Carissime lettrici e carissimi lettori,
siamo lietissimi di presentarvi oggi l’intervista della nostra redazione
con la Signora Iris Hefets, membro dell’associazione pacifista ebraica ”Die
Jüdische Stimme für den Frieden e.V.“. La Signora Hefets è tra l’altro autrice
del seguente articolo Pilgerfahrt nach
Auschwitz
(traduzione italiana del titolo: Pellegrinaggio ad Auschwitz) che dopo la sua pubblicazione del 2010
in Germania fece scalpore.
Alla Signora Hefets abbiamo posto delle domande sul suo articolo, sulla
convivenza tra ebrei e musulmani in Marocco, il suo paese d’origine, e sulle
possibili strategie per la pace in Medio Oriente. È psicoterapeuta e vive in
Germania da oltre 10 anni, dopo aver lasciato Israele.
Siamo lieti di leggere i vostri commenti, dando ora la parola alla
Signora Hefets.

Grazie!
Dr. phil. Milena Rampoldi di ProMosaik e.V.

Dr. phil. Milena Rampoldi: Cara Iris, in che situazione hai scritto
l’articolo Pellegrinaggio ad Auschwitz
e con che motivazione? Quali erano le condizioni esterne ed interne?
Signora Iris Hefets: Ho deciso di scrivere l’articolo Andare in punta di piedi (titolo
originale) dopo la disdetta definitiva della conferenza di Finkelstein oramai
spostata per tre volte. Come ebrea lo ritenevo un fatto assolutamente
inaccettabile che le organizzazioni tedesche e gli attivisti “pro-israeliani”
facessero tacere i sopravvissuti dell’olocausto e i loro discendenti.
L’olocausto sarebbe dunque una cosa da sfruttare per i nostri interessi. E si
parte dal presupposto che Israele rappresenti gli ebrei, anche se il 60% degli
ebrei neppure vive in Israele.
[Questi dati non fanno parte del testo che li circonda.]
use serde::{de::DeserializeOwned, Serialize};
use std::hash::Hash;

/// Трейт для типов идентификаторов агрегатов
pub trait AggregateId:
    Clone + Copy + PartialEq + Eq + Hash + Serialize + DeserializeOwned + std::fmt::Debug
{
    /// Преобразовать ID в строку
    fn as_string(&self) -> String;

    /// Создать ID из строки
    fn from_string(s: &str) -> Result<Self, String>;
}

impl AggregateId for uuid::Uuid {
    fn as_string(&self) -> String {
        ToString::to_string(self)
    }

    fn from_string(s: &str) -> Result<Self, String> {
        uuid::Uuid::parse_str(s).map_err(|e| format!("Invalid UUID: {}", e))
    }
}

/// Объявляет newtype-идентификатор агрегата поверх UUID.
///
/// Все агрегаты CMMS используют UUID, поэтому шаблон один:
/// `new`, `new_v4`, `value` и реализация [`AggregateId`].
#[macro_export]
macro_rules! uuid_aggregate_id {
    ($(#[$meta:meta])* $name:ident) => {
        $(#[$meta])*
        #[derive(Debug, Clone, Copy, PartialEq, Eq, Hash, serde::Serialize, serde::Deserialize)]
        pub struct $name(pub uuid::Uuid);

        impl $name {
            pub fn new(value: uuid::Uuid) -> Self {
                Self(value)
            }

            pub fn new_v4() -> Self {
                Self(uuid::Uuid::new_v4())
            }

            pub fn value(&self) -> uuid::Uuid {
                self.0
            }
        }

        impl $crate::domain::common::AggregateId for $name {
            fn as_string(&self) -> String {
                self.0.to_string()
            }

            fn from_string(s: &str) -> Result<Self, String> {
                uuid::Uuid::parse_str(s)
                    .map($name::new)
                    .map_err(|e| format!("Invalid UUID: {}", e))
            }
        }
    };
}

#[cfg(test)]
mod tests {
    use super::AggregateId;

    crate::uuid_aggregate_id!(
        /// Тестовый идентификатор
        SampleId
    );

    #[test]
    fn test_roundtrip_from_string() {
        let id = SampleId::new_v4();
        let parsed = SampleId::from_string(&id.as_string()).unwrap();
        assert_eq!(id, parsed);
    }

    #[test]
    fn test_invalid_uuid_is_rejected() {
        let err = SampleId::from_string("not-a-uuid").unwrap_err();
        assert!(err.starts_with("Invalid UUID"));
    }
}
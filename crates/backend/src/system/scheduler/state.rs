use chrono::{DateTime, Utc};
use contracts::system::scheduler::{SchedulerRunResult, SchedulerStatus};
use once_cell::sync::Lazy;
use std::sync::Mutex;

static STATE: Lazy<Mutex<SchedulerStatus>> = Lazy::new(|| Mutex::new(SchedulerStatus::default()));

fn with_state<T>(f: impl FnOnce(&mut SchedulerStatus) -> T) -> T {
    let mut guard = STATE.lock().unwrap_or_else(|poisoned| poisoned.into_inner());
    f(&mut guard)
}

/// Снимок состояния для API
pub fn snapshot() -> SchedulerStatus {
    with_state(|s| s.clone())
}

pub fn configure(enabled: bool, cron: &str, lookahead_days: i64) {
    with_state(|s| {
        s.enabled = enabled;
        s.cron = cron.to_string();
        s.lookahead_days = lookahead_days;
    });
}

pub fn set_next_run(next: Option<DateTime<Utc>>) {
    with_state(|s| s.next_run_at = next);
}

/// Занять планировщик. `false`, если прогон уже идёт.
pub fn try_start() -> bool {
    with_state(|s| {
        if s.is_running {
            false
        } else {
            s.is_running = true;
            true
        }
    })
}

pub fn finish(result: &Result<SchedulerRunResult, String>) {
    with_state(|s| {
        s.is_running = false;
        s.last_run_at = Some(Utc::now());
        match result {
            Ok(r) => {
                s.last_run_status = Some("ok".to_string());
                s.last_run_created = r.work_orders_created;
            }
            Err(e) => {
                s.last_run_status = Some(format!("error: {}", e));
                s.last_run_created = 0;
            }
        }
    });
}

#[cfg(test)]
mod tests {
    use super::*;

    #[test]
    fn test_run_guard_and_result() {
        configure(true, "0 0 * * * *", 14);
        assert!(try_start());
        assert!(!try_start());
        assert!(snapshot().is_running);

        finish(&Ok(SchedulerRunResult {
            plans_checked: 2,
            work_orders_created: 3,
        }));
        let s = snapshot();
        assert!(!s.is_running);
        assert_eq!(s.lookahead_days, 14);
        assert_eq!(s.last_run_created, 3);
        assert_eq!(s.last_run_status.as_deref(), Some("ok"));

        assert!(try_start());
        finish(&Err("db locked".into()));
        assert_eq!(snapshot().last_run_status.as_deref(), Some("error: db locked"));
    }
}
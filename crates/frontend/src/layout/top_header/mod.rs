//! Верхняя панель: переключатель меню, название, пользователь и выход

use crate::layout::global_context::AppGlobalContext;
use crate::shared::icons::icon;
use crate::system::auth::context::{do_logout, use_auth};
use leptos::prelude::*;
use leptos::task::spawn_local;

#[component]
pub fn TopHeader() -> impl IntoView {
    let ctx =
        leptos::context::use_context::<AppGlobalContext>().expect("AppGlobalContext not found");
    let (auth_state, set_auth_state) = use_auth();

    let logout = move |_| {
        spawn_local(async move {
            do_logout(set_auth_state).await;
        });
    };

    let is_sidebar_visible = move || ctx.left_open.get();
    let user_name = move || {
        auth_state.with(|s| {
            s.user_info
                .as_ref()
                .map(|u| u.full_name.clone().filter(|n| !n.is_empty()).unwrap_or_else(|| u.username.clone()))
                .unwrap_or_else(|| "Гость".to_string())
        })
    };
    let user_role = move || {
        auth_state.with(|s| s.user_info.as_ref().map(|u| u.role.label()).unwrap_or_default())
    };

    view! {
        <div class="top-header">
            <div class="top-header__brand">
                <button
                    class="top-header__icon-btn"
                    on:click=move |_| ctx.toggle_left()
                    title=move || if is_sidebar_visible() { "Скрыть меню" } else { "Показать меню" }
                >
                    {icon("menu")}
                </button>
                <span class="top-header__title">"CMMS · Техобслуживание"</span>
            </div>

            <div class="top-header__actions">
                <div class="top-header__user">
                    {icon("users")}
                    <span>{user_name}</span>
                    <span class="top-header__role">{user_role}</span>
                </div>
                <button class="top-header__icon-btn" on:click=logout title="Выход">
                    {icon("logout")}
                </button>
            </div>
        </div>
    }
}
Si parte semplicemente dallo stereotipo che
esistano ”gli ebrei”. Una censura di questo tipo fa anche apparire un quadro
unitario, visto che gli ebrei che si permettono di criticare la politica
israeliana, in Germania vengono messi a tacere. 
Ho poi
analizzato i motivi di tutto ciò e ritengo che la tabuizzazione dell’olocausto
contribuisca a imporre divieti di pensiero e strutture di pensiero totalitarie,
invece di promuovere la molteplicità. L’indottrinamento dei bambini e dei
giovani in Israele e l’uso dell’olocausto come giustificazione per diffondere
l’ingiustizia e commettere ingiustizie, mi ha indotto ad analizzare i punti
comuni tra questo atteggiamento israeliano e quello tedesco. L’articolo era
talmente provocante che la comunità ebraica di Berlino con la sua tradizione
totalitaria cercò di mettere a tacere la redazione del giornale taz che aveva
pubblicato l’articolo. Dopo il fallimento di questo tentativo fu organizzato un
dibattito con il nome del mio articolo, senza invitarmi. Alla fine del
dibattito si ebbe un colpo di scena: gli israeliani presenti nella sinagoga
furono allontanati dalla polizia, e la redattrice del giornale taz se ne andò. Io
sporsi denuncia contro Lala Süskind, la presidentessa della comunità ebraica di
allora, perché nella sua introduzione mi aveva attribuito una citazione
antisemita. Vinsi il processo. Poi Stephan Kramer, il segretario generale del
Consiglio Centrale degli ebrei tedeschi (Zentralrat der Juden), cercò di
compensare la perdita di fama della comunità con un dibattito litigioso con me
nel giornale taz…
Dr. phil. Milena Rampoldi: Per favore racconta alle nostre lettrici e ai
nostri lettori della convivenza tra ebrei e musulmani in Marocco fino ad oggi.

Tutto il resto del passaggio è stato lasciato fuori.